The Aerial Choreography of Mosquito Treatments

by By Patrick Linn, MS, MSHAPI Executive Director, Collier Mosquito Control District

Did you know Spring’s high tides signal the beginning of Southwest Florida’s salt marsh mosquito season? These aggressive biters – Aedes taeneorhynchus – can travel on the winds some 40 miles in search of their blood meals, making them one of the most troublesome mosquitoes in our area. The prolific numbers of these insects emanating from their coastal mangrove habitat can potentially affect our quality of life, our health, and in turn, our county’s economy.

That’s why Spring also heralds an important step in the Collier Mosquito Control District’s integrated mosquito management program: our focus on controlling mosquito larvae in the water, thus reducing the number of adult, flying mosquitoes.
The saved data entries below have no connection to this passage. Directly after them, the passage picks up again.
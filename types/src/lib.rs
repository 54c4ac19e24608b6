//! Shared value types for tickwork
//!
//! This crate contains the small, serializable types that describe a timer:
//! identity, time values, kinds, states and easing curves. They are shared by
//! the scheduler (tickwork-core), config files and introspection snapshots.

use std::fmt;
use std::str::FromStr;

use serde::{Deserialize, Serialize};

// ─────────────────────────────────────────────────────────────────────────────
// Identity
// ─────────────────────────────────────────────────────────────────────────────

/// Opaque timer identifier.
///
/// Ids are allocated by a scheduler starting at 1 and are never reused for the
/// lifetime of that scheduler. `TimerId::INVALID` (0) is never handed out.
#[derive(Debug, Clone, Copy, PartialEq, Eq, PartialOrd, Ord, Hash, Serialize, Deserialize)]
#[serde(transparent)]
pub struct TimerId(u64);

impl TimerId {
    pub const INVALID: TimerId = TimerId(0);

    pub const fn from_raw(raw: u64) -> Self {
        Self(raw)
    }

    pub const fn raw(self) -> u64 {
        self.0
    }

    pub const fn is_valid(self) -> bool {
        self.0 != 0
    }
}

impl fmt::Display for TimerId {
    fn fmt(&self, f: &mut fmt::Formatter<'_>) -> fmt::Result {
        write!(f, "{}", self.0)
    }
}

// ─────────────────────────────────────────────────────────────────────────────
// Time Values
// ─────────────────────────────────────────────────────────────────────────────

/// A point or span in either ticks or seconds.
///
/// The representation is fixed when the value is constructed. Converting
/// between the two is lossy in one direction: seconds → ticks truncates
/// toward zero (negative and NaN seconds become 0), ticks → seconds is exact
/// up to f64 precision. Every call site goes through [`TimeValue::ticks`] and
/// [`TimeValue::seconds`] so the rule is the same everywhere.
#[derive(Debug, Clone, Copy, PartialEq, Serialize, Deserialize)]
#[serde(rename_all = "snake_case")]
pub enum TimeValue {
    Ticks(u64),
    Seconds(f64),
}

impl TimeValue {
    pub const fn from_ticks(ticks: u64) -> Self {
        TimeValue::Ticks(ticks)
    }

    pub const fn from_seconds(seconds: f64) -> Self {
        TimeValue::Seconds(seconds)
    }

    /// The instant `now` expressed in the representation selected by `base`
    pub const fn at(base: TimeBase, tick: u64, time: f64) -> Self {
        match base {
            TimeBase::Tick => TimeValue::Ticks(tick),
            TimeBase::Time => TimeValue::Seconds(time),
        }
    }

    pub const fn is_tick(&self) -> bool {
        matches!(self, TimeValue::Ticks(_))
    }

    /// Tick count; seconds are truncated
    pub fn ticks(&self) -> u64 {
        match *self {
            TimeValue::Ticks(t) => t,
            // `as` saturates: NaN and negatives map to 0
            TimeValue::Seconds(s) => s as u64,
        }
    }

    pub fn seconds(&self) -> f64 {
        match *self {
            TimeValue::Ticks(t) => t as f64,
            TimeValue::Seconds(s) => s,
        }
    }
}

impl Default for TimeValue {
    fn default() -> Self {
        TimeValue::Ticks(0)
    }
}

// ─────────────────────────────────────────────────────────────────────────────
// Timer Classification
// ─────────────────────────────────────────────────────────────────────────────

/// Whether a timer measures its delay in ticks or in seconds
#[derive(Debug, Clone, Copy, PartialEq, Eq, Hash, Default, Serialize, Deserialize)]
#[serde(rename_all = "snake_case")]
pub enum TimeBase {
    #[default]
    Tick,
    Time,
}

/// How a timer behaves once its delay has elapsed
#[derive(Debug, Clone, Copy, PartialEq, Eq, Hash, Default, Serialize, Deserialize)]
#[serde(rename_all = "snake_case")]
pub enum TimerKind {
    /// Fire once, then complete
    #[default]
    Once,
    /// Fire every `delay` until the loop callback returns false
    Loop,
    /// Fire a fixed number of times
    Repeat,
    /// Like `Loop`, used for periodic work
    Interval,
    /// Fire once after a quiet period; every early poll restarts the window
    Debounce,
    /// Fire immediately, then at most once per `delay`
    Throttle,
}

impl TimerKind {
    /// Iteration budget for a freshly built timer (-1 = infinite)
    pub fn initial_iterations(self, repeat_count: i32) -> i32 {
        match self {
            TimerKind::Repeat => repeat_count,
            TimerKind::Once | TimerKind::Debounce => 1,
            TimerKind::Loop | TimerKind::Interval | TimerKind::Throttle => -1,
        }
    }

    /// Kinds whose loop callback decides whether to keep running
    pub fn is_looping(self) -> bool {
        matches!(self, TimerKind::Loop | TimerKind::Interval | TimerKind::Throttle)
    }
}

/// Lifecycle state of a timer
///
/// `Idle` exists for completeness; no builder path produces it.
#[derive(Debug, Clone, Copy, PartialEq, Eq, Hash, Default, Serialize, Deserialize)]
#[serde(rename_all = "snake_case")]
pub enum TimerState {
    #[default]
    Idle,
    Running,
    Paused,
    Completed,
    Cancelled,
}

impl TimerState {
    pub fn is_terminal(self) -> bool {
        matches!(self, TimerState::Completed | TimerState::Cancelled)
    }
}

// ─────────────────────────────────────────────────────────────────────────────
// Easing
// ─────────────────────────────────────────────────────────────────────────────

/// Progress remapping curve applied before the progress callback sees it
#[derive(Debug, Clone, Copy, PartialEq, Eq, Hash, Default, Serialize, Deserialize)]
#[serde(rename_all = "snake_case")]
pub enum Easing {
    #[default]
    Linear,
    EaseIn,
    EaseOut,
    EaseInOut,
}

impl Easing {
    /// Map linear progress `t` in [0, 1] onto the curve.
    ///
    /// All curves satisfy f(0) = 0 and f(1) = 1.
    pub fn apply(self, t: f64) -> f64 {
        match self {
            Easing::Linear => t,
            Easing::EaseIn => t * t,
            Easing::EaseOut => t * (2.0 - t),
            Easing::EaseInOut => {
                if t < 0.5 {
                    2.0 * t * t
                } else {
                    -1.0 + (4.0 - 2.0 * t) * t
                }
            }
        }
    }

    /// Parse a curve name; anything unrecognised is `Linear`
    pub fn from_name(name: &str) -> Self {
        name.parse().unwrap_or_default()
    }
}

impl FromStr for Easing {
    type Err = ();

    fn from_str(s: &str) -> Result<Self, Self::Err> {
        match s.trim().to_ascii_lowercase().replace(['-', ' '], "_").as_str() {
            "linear" => Ok(Easing::Linear),
            "ease_in" | "easein" => Ok(Easing::EaseIn),
            "ease_out" | "easeout" => Ok(Easing::EaseOut),
            "ease_in_out" | "easeinout" => Ok(Easing::EaseInOut),
            _ => Err(()),
        }
    }
}

#[cfg(test)]
mod tests {
    use super::*;

    const ALL_EASINGS: [Easing; 4] = [
        Easing::Linear,
        Easing::EaseIn,
        Easing::EaseOut,
        Easing::EaseInOut,
    ];

    #[test]
    fn easing_endpoints_are_fixed() {
        for easing in ALL_EASINGS {
            assert_eq!(easing.apply(0.0), 0.0, "{easing:?} at 0");
            assert_eq!(easing.apply(1.0), 1.0, "{easing:?} at 1");
        }
    }

    #[test]
    fn easing_midpoint_ordering() {
        assert!(Easing::EaseIn.apply(0.5) < 0.5);
        assert!(Easing::EaseOut.apply(0.5) > 0.5);
        assert_eq!(Easing::EaseInOut.apply(0.5), 0.5);
        assert_eq!(Easing::Linear.apply(0.25), 0.25);
    }

    #[test]
    fn unknown_easing_name_is_linear() {
        assert_eq!(Easing::from_name("ease-in-out"), Easing::EaseInOut);
        assert_eq!(Easing::from_name("EaseOut"), Easing::EaseOut);
        assert_eq!(Easing::from_name("bounce"), Easing::Linear);
    }

    #[test]
    fn time_value_conversions() {
        let ticks = TimeValue::from_ticks(42);
        assert!(ticks.is_tick());
        assert_eq!(ticks.ticks(), 42);
        assert_eq!(ticks.seconds(), 42.0);

        let secs = TimeValue::from_seconds(2.9);
        assert!(!secs.is_tick());
        assert_eq!(secs.ticks(), 2);
        assert_eq!(secs.seconds(), 2.9);

        assert_eq!(TimeValue::from_seconds(-3.5).ticks(), 0);
    }

    #[test]
    fn time_value_at_follows_base() {
        assert_eq!(TimeValue::at(TimeBase::Tick, 7, 1.5), TimeValue::Ticks(7));
        assert_eq!(TimeValue::at(TimeBase::Time, 7, 1.5), TimeValue::Seconds(1.5));
    }

    #[test]
    fn iteration_budget_by_kind() {
        assert_eq!(TimerKind::Repeat.initial_iterations(3), 3);
        assert_eq!(TimerKind::Once.initial_iterations(3), 1);
        assert_eq!(TimerKind::Debounce.initial_iterations(3), 1);
        assert_eq!(TimerKind::Interval.initial_iterations(3), -1);
    }

    #[test]
    fn kind_deserializes_from_snake_case() {
        #[derive(Deserialize)]
        struct Wrapper {
            kind: TimerKind,
            easing: Easing,
        }
        let w: Wrapper = toml::from_str("kind = \"debounce\"\neasing = \"ease_in_out\"").unwrap();
        assert_eq!(w.kind, TimerKind::Debounce);
        assert_eq!(w.easing, Easing::EaseInOut);
    }
}
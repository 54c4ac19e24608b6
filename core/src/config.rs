//! Service configuration
//!
//! Read from an explicit TOML file, or from the per-user config location
//! managed by confy (`tickwork/config.toml` under the platform config dir).

use std::path::{Path, PathBuf};

use serde::{Deserialize, Serialize};
use thiserror::Error;

use crate::serde_defaults::{default_time_scale, default_true};

const APP_NAME: &str = "tickwork";
const CONFIG_NAME: &str = "config";

/// Errors during configuration operations
#[derive(Debug, Error)]
pub enum ConfigError {
    #[error("failed to load configuration")]
    Load(#[from] confy::ConfyError),

    #[error("failed to read config file {path}")]
    ReadFile {
        path: PathBuf,
        #[source]
        source: std::io::Error,
    },

    #[error("failed to parse config file {path}")]
    Parse {
        path: PathBuf,
        #[source]
        source: toml::de::Error,
    },
}

#[derive(Debug, Clone, PartialEq, Serialize, Deserialize)]
pub struct ServiceConfig {
    /// Multiplier for elapsed seconds of time-based timers (<= 0 means 1.0)
    #[serde(default = "default_time_scale")]
    pub time_scale: f64,

    /// Log caught callback panics at warn level
    #[serde(default = "default_true")]
    pub log_faults: bool,
}

impl Default for ServiceConfig {
    fn default() -> Self {
        Self {
            time_scale: default_time_scale(),
            log_faults: true,
        }
    }
}

impl ServiceConfig {
    pub fn from_toml_str(content: &str) -> Result<Self, toml::de::Error> {
        toml::from_str(content)
    }

    pub fn load(path: &Path) -> Result<Self, ConfigError> {
        let content = std::fs::read_to_string(path).map_err(|source| ConfigError::ReadFile {
            path: path.to_path_buf(),
            source,
        })?;
        Self::from_toml_str(&content).map_err(|source| ConfigError::Parse {
            path: path.to_path_buf(),
            source,
        })
    }

    /// Per-user configuration, created with defaults on first use
    pub fn load_user() -> Result<Self, ConfigError> {
        Ok(confy::load(APP_NAME, CONFIG_NAME)?)
    }

    /// Per-user configuration, or defaults if it cannot be read
    pub fn load_user_or_default() -> Self {
        Self::load_user().unwrap_or_else(|e| {
            tracing::warn!(error = %e, "using default service configuration");
            Self::default()
        })
    }
}

#[cfg(test)]
mod tests {
    use super::*;

    #[test]
    fn empty_config_uses_defaults() {
        let config = ServiceConfig::from_toml_str("").unwrap();
        assert_eq!(config, ServiceConfig::default());
        assert_eq!(config.time_scale, 1.0);
        assert!(config.log_faults);
    }

    #[test]
    fn partial_config_overrides_fields() {
        let config = ServiceConfig::from_toml_str("time_scale = 2.5").unwrap();
        assert_eq!(config.time_scale, 2.5);
        assert!(config.log_faults);
    }

    #[test]
    fn missing_file_is_read_error() {
        let err = ServiceConfig::load(Path::new("/nonexistent/tickwork.toml")).unwrap_err();
        assert!(matches!(err, ConfigError::ReadFile { .. }));
    }
}
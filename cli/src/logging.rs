//! Logging configuration with optional file output and size-based rotation.
//!
//! Logs go to stdout. When a log file is given, they are also written there
//! with 10 MB size-based rotation. Set `DEBUG_LOGGING=1` to enable debug
//! output for tickwork crates.

use std::path::Path;

use rolling_file::{BasicRollingFileAppender, RollingConditionBasic};
use tracing_subscriber::{
    EnvFilter,
    fmt::{self, format::FmtSpan},
    layer::SubscriberExt,
    util::SubscriberInitExt,
};

const DEBUG_DIRECTIVE: &str = "info,tickwork=debug,tickwork_core=debug,tickwork_cli=debug";

/// Initialize logging.
///
/// Returns a `WorkerGuard` when file logging is active; it MUST be held until
/// exit so buffered lines are flushed.
///
/// # Fallback
/// If the log file cannot be created, logs go to stdout only.
pub fn init(log_file: Option<&Path>) -> Option<tracing_appender::non_blocking::WorkerGuard> {
    let debug_logging = std::env::var("DEBUG_LOGGING").is_ok();

    let Some(log_path) = log_file else {
        init_stdout_only(debug_logging);
        return None;
    };

    let file_appender = match BasicRollingFileAppender::new(
        log_path,
        RollingConditionBasic::new().max_size(10 * 1024 * 1024), // 10 MB
        1, // Keep only the latest rotated file
    ) {
        Ok(appender) => appender,
        Err(e) => {
            // Can't use tracing yet since subscriber not initialized
            eprintln!("Failed to create log file at {:?}: {}", log_path, e);
            init_stdout_only(debug_logging);
            return None;
        }
    };

    let (non_blocking, guard) = tracing_appender::non_blocking(file_appender);

    let file_layer = fmt::layer()
        .with_writer(non_blocking)
        .with_ansi(false)
        .with_target(true)
        .with_span_events(FmtSpan::NONE);

    let stdout_layer = fmt::layer()
        .with_writer(std::io::stdout)
        .with_target(true)
        .with_span_events(FmtSpan::NONE);

    tracing_subscriber::registry()
        .with(file_layer)
        .with(stdout_layer)
        .with(filter(debug_logging))
        .init();

    tracing::info!(log_file = ?log_path, debug_logging, "tickwork logging initialized");

    Some(guard)
}

fn init_stdout_only(debug_logging: bool) {
    let stdout_layer = fmt::layer()
        .with_writer(std::io::stdout)
        .with_target(true)
        .with_span_events(FmtSpan::NONE);

    tracing_subscriber::registry()
        .with(stdout_layer)
        .with(filter(debug_logging))
        .init();

    tracing::debug!(debug_logging, "tickwork logging initialized (stdout only)");
}

/// `RUST_LOG` wins when set; otherwise INFO, or DEBUG for our crates
fn filter(debug_logging: bool) -> EnvFilter {
    EnvFilter::try_from_default_env().unwrap_or_else(|_| {
        EnvFilter::new(if debug_logging { DEBUG_DIRECTIVE } else { "info" })
    })
}
//! Error types for timer operations

use std::any::Any;
use std::path::PathBuf;

use thiserror::Error;
use tickwork_types::TimerId;

/// Errors during timer definition loading
#[derive(Debug, Error)]
pub enum TimerError {
    #[error("failed to read timer file {path}")]
    ReadFile {
        path: PathBuf,
        #[source]
        source: std::io::Error,
    },

    #[error("failed to parse timer TOML in {path}")]
    ParseToml {
        path: PathBuf,
        #[source]
        source: toml::de::Error,
    },

    #[error("failed to parse timer TOML")]
    Parse(#[from] toml::de::Error),

    #[error("invalid timer definition '{name}': {reason}")]
    InvalidDefinition { name: String, reason: String },
}

/// A panic caught while running user code inside the pump.
///
/// Faults never reach the caller of `process_all`; they go to the fault
/// observer installed on the service and to the log.
#[derive(Debug, Clone, PartialEq, Eq, Error)]
pub enum TimerFault {
    #[error("callback of timer '{name}' ({id}) panicked: {message}")]
    Callback {
        id: TimerId,
        name: String,
        message: String,
    },

    #[error("chain factory of timer '{name}' ({id}) panicked: {message}")]
    ChainFactory {
        id: TimerId,
        name: String,
        message: String,
    },
}

impl TimerFault {
    pub fn timer_id(&self) -> TimerId {
        match self {
            TimerFault::Callback { id, .. } | TimerFault::ChainFactory { id, .. } => *id,
        }
    }
}

/// Best-effort text of a panic payload
pub(crate) fn panic_message(payload: &(dyn Any + Send)) -> String {
    if let Some(s) = payload.downcast_ref::<&str>() {
        (*s).to_string()
    } else if let Some(s) = payload.downcast_ref::<String>() {
        s.clone()
    } else {
        "non-string panic payload".to_string()
    }
}
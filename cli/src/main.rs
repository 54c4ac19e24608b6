use std::path::PathBuf;

use clap::{Parser, Subcommand};
use tickwork_cli::commands;
use tickwork_cli::logging;
use tickwork_cli::RunOptions;

#[derive(Parser)]
#[command(version, about = "Drive tickwork timers from a TOML definition file")]
struct Cli {
    /// Also write logs to this file (rotated at 10 MB)
    #[arg(long, global = true)]
    log_file: Option<PathBuf>,

    #[command(subcommand)]
    command: Commands,
}

#[derive(Subcommand)]
enum Commands {
    /// Spawn the definitions and pump frames until all timers finish
    Run {
        #[arg(short, long)]
        definitions: PathBuf,
        #[arg(short, long, default_value_t = 600)]
        frames: u64,
        #[arg(long, default_value_t = 60.0)]
        fps: f64,
        #[arg(long)]
        time_scale: Option<f64>,
        /// Service config file (defaults to the per-user config)
        #[arg(short, long)]
        config: Option<PathBuf>,
    },
    /// Parse and validate a definition file
    Check {
        #[arg(short, long)]
        definitions: PathBuf,
    },
}

fn main() -> Result<(), String> {
    let cli = Cli::parse();
    let _log_guard = logging::init(cli.log_file.as_deref());

    match cli.command {
        Commands::Run {
            definitions,
            frames,
            fps,
            time_scale,
            config,
        } => {
            let summary = commands::run(&RunOptions {
                definitions,
                frames,
                fps,
                time_scale,
                config,
            })?;
            commands::print_summary(&summary)
        }
        Commands::Check { definitions } => {
            let count = commands::check(&definitions)?;
            println!("{} timer definitions ok", count);
            Ok(())
        }
    }
}
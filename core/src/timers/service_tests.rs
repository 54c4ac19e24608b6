//! Tests for the timer registry
//!
//! Verifies that:
//! - Ids, lookups and the group index stay consistent
//! - `process_all` removes finished timers and resolves chains
//! - Callback panics are contained and reported
//! - Callbacks and other threads can schedule while the pump runs

use std::sync::atomic::{AtomicUsize, Ordering};
use std::sync::{Arc, Mutex};
use std::thread;

use tickwork_types::{TimeValue, TimerId, TimerKind, TimerState};

use crate::config::ServiceConfig;

use super::convenience::{self, schedule};
use super::{TimerFault, TimerService};

// ═══════════════════════════════════════════════════════════════════════════
// Test Helpers
// ═══════════════════════════════════════════════════════════════════════════

fn counter() -> Arc<AtomicUsize> {
    Arc::new(AtomicUsize::new(0))
}

fn bump(count: &Arc<AtomicUsize>) -> impl Fn() + Send + Sync + 'static {
    let count = Arc::clone(count);
    move || {
        count.fetch_add(1, Ordering::SeqCst);
    }
}

fn fired(count: &Arc<AtomicUsize>) -> usize {
    count.load(Ordering::SeqCst)
}

/// Service that records faults instead of logging them
fn observed_service() -> (TimerService, Arc<Mutex<Vec<TimerFault>>>) {
    let service = TimerService::with_config(&ServiceConfig {
        log_faults: false,
        ..ServiceConfig::default()
    });
    let faults = Arc::new(Mutex::new(Vec::new()));
    let sink = Arc::clone(&faults);
    service.set_fault_observer(move |fault| sink.lock().unwrap().push(fault.clone()));
    (service, faults)
}

// ═══════════════════════════════════════════════════════════════════════════
// Identity & Lookups
// ═══════════════════════════════════════════════════════════════════════════

#[test]
fn test_ids_are_nonzero_and_increasing() {
    let service = TimerService::new();
    let ids: Vec<TimerId> = (0..10)
        .map(|_| service.builder().delay_ticks(100).build(0, 0.0).id())
        .collect();

    assert!(ids.iter().all(|id| id.is_valid()));
    assert!(ids.windows(2).all(|w| w[0] < w[1]));
    assert_eq!(ids[0], TimerId::from_raw(1));
}

#[test]
fn test_ids_are_not_reused_after_removal() {
    let service = TimerService::new();
    let first = service.builder().build(0, 0.0).id();
    service.process_all(0, 0.0);
    assert!(service.is_empty());

    let second = service.builder().build(0, 0.0).id();
    assert!(second > first);
}

#[test]
fn test_services_are_isolated() {
    let a = TimerService::new();
    let b = TimerService::new();
    let id_a = a.builder().build(0, 0.0).id();
    let id_b = b.builder().build(0, 0.0).id();

    assert_eq!(id_a, id_b);
    a.set_time_scale(3.0);
    assert_eq!(b.time_scale(), 1.0);
    a.cancel_all();
    assert_eq!(b.find_by_id(id_b).unwrap().state(), Some(TimerState::Running));
}

#[test]
fn test_lookup_misses_are_empty() {
    let service = TimerService::new();
    assert!(service.find_by_id(TimerId::from_raw(99)).is_none());
    assert!(service.find_by_id(TimerId::INVALID).is_none());
    assert!(service.find_by_name("nope").is_none());
    assert!(service.find_by_group("nope").is_empty());
}

#[test]
fn test_find_by_name_returns_first_match() {
    let service = TimerService::new();
    let first = service.builder().name("dup").delay_ticks(5).build(0, 0.0);
    service.builder().name("dup").delay_ticks(5).build(0, 0.0);
    let other = service.builder().name("other").build(0, 0.0);

    assert_eq!(service.find_by_name("dup").unwrap().id(), first.id());
    assert_eq!(service.find_by_name("other").unwrap().id(), other.id());
    assert_eq!(service.find_by_id(other.id()).unwrap().id(), other.id());
}

#[test]
fn test_stale_handle_is_inert() {
    let service = TimerService::new();
    let timer = service.builder().build(0, 0.0);
    service.process_all(0, 0.0);

    assert!(!timer.is_alive());
    assert_eq!(timer.state(), None);
    assert_eq!(timer.name(), None);
    assert!(timer.snapshot().is_none());
    assert!(!timer.process(10, 0.0));
    assert!(!timer.add_to_group("g"));
    timer.pause();
    timer.cancel();
    assert!(service.is_empty());
}

// ═══════════════════════════════════════════════════════════════════════════
// Groups
// ═══════════════════════════════════════════════════════════════════════════

#[test]
fn test_group_add_and_remove() {
    let service = TimerService::new();
    let timer = service.builder().delay_ticks(100).build(0, 0.0);

    assert!(timer.add_to_group("G"));
    assert!(timer.add_to_group("G"));
    let members = service.find_by_group("G");
    assert_eq!(members.len(), 1);
    assert_eq!(members[0].id(), timer.id());
    assert_eq!(timer.groups(), vec!["G".to_string()]);

    assert!(timer.remove_from_group("G"));
    assert!(service.find_by_group("G").is_empty());
    assert!(timer.groups().is_empty());
    assert!(service.group_names().is_empty(), "empty group must be pruned");

    assert!(!timer.remove_from_group("G"));
}

#[test]
fn test_empty_group_names_are_ignored() {
    let service = TimerService::new();
    let timer = service.builder().group("").group("real").build(0, 0.0);

    assert!(!timer.add_to_group(""));
    assert_eq!(timer.groups(), vec!["real".to_string()]);
    assert_eq!(service.group_names(), vec!["real".to_string()]);
}

#[test]
fn test_group_members_in_id_order() {
    let service = TimerService::new();
    let a = service.builder().delay_ticks(9).groups(["wave", "all"]).build(0, 0.0);
    let b = service.builder().delay_ticks(9).group("wave").build(0, 0.0);
    let c = service.builder().delay_ticks(9).group("all").build(0, 0.0);

    let wave: Vec<_> = service.find_by_group("wave").iter().map(|h| h.id()).collect();
    assert_eq!(wave, vec![a.id(), b.id()]);
    let all: Vec<_> = service.find_by_group("all").iter().map(|h| h.id()).collect();
    assert_eq!(all, vec![a.id(), c.id()]);
    assert_eq!(service.group_names(), vec!["all".to_string(), "wave".to_string()]);
}

#[test]
fn test_removed_timers_leave_their_groups() {
    let service = TimerService::new();
    service.builder().delay_ticks(5).group("short").build(0, 0.0);
    let long = service.builder().delay_ticks(50).group("long").build(0, 0.0);

    service.process_all(5, 0.0);

    assert!(service.find_by_group("short").is_empty());
    assert_eq!(service.group_names(), vec!["long".to_string()]);
    assert_eq!(service.find_by_group("long")[0].id(), long.id());
}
The District begins aerial “pre-treatment” operations via helicopters to dispense bacterial, pebble-sized material (harmless to all creatures save for mosquito larvae) over coastal habitat known to produce large quantities of these salt marsh mosquitoes. Inevitably, the novel – and oft perceived as night aerobatics – activities of our ships prompt phone calls of concern, particularly from newly relocated residents and those extending their seasonal stay who have not before witnessed this operation.

The amount of expertise employed to successfully dispense the material from helicopters is extraordinary. The maintenance, planning, professional flight skills and more that go into these
missions are second-to-none. Our pilots (myself included) have been executing these low-flying missions for decades. There are multiple locations in Collier which require almost “surgical”
aviator skills given the proximity of residential buildings to habitat. Certainly, complex missions such as these are not for the faint-of-heart.

The visual drama associated with these missions is best thought of as a well-choreographed, team-executed mission. Our pilots fly the way they do so as to leave themselves an “out” – that is
to say, in the event of engine failure, we seek to always have an (unoccupied) location to land. The ability to treat some of the most productive habitat requires aircraft. Threats from snakes, alligators, spiders and more make traversing swamps at ground/sea level a fool’s errand. Finding employees to tackle such a task would be nearly as difficult.

Quite simply, the desire by the public to live near the water, mangroves, preserves, and parks, puts them at much greater risk of mosquito-borne diseases. The only reason we do not have malaria,
locally transmitted dengue, various forms of encephalitis, and other life-threatening mosquito-vectored diseases is due to mosquito control efforts by our team of professionals. Without wanting to be perceived as such, we are all that stands between our residents (and visitors) and devastating mosquito-borne diseases.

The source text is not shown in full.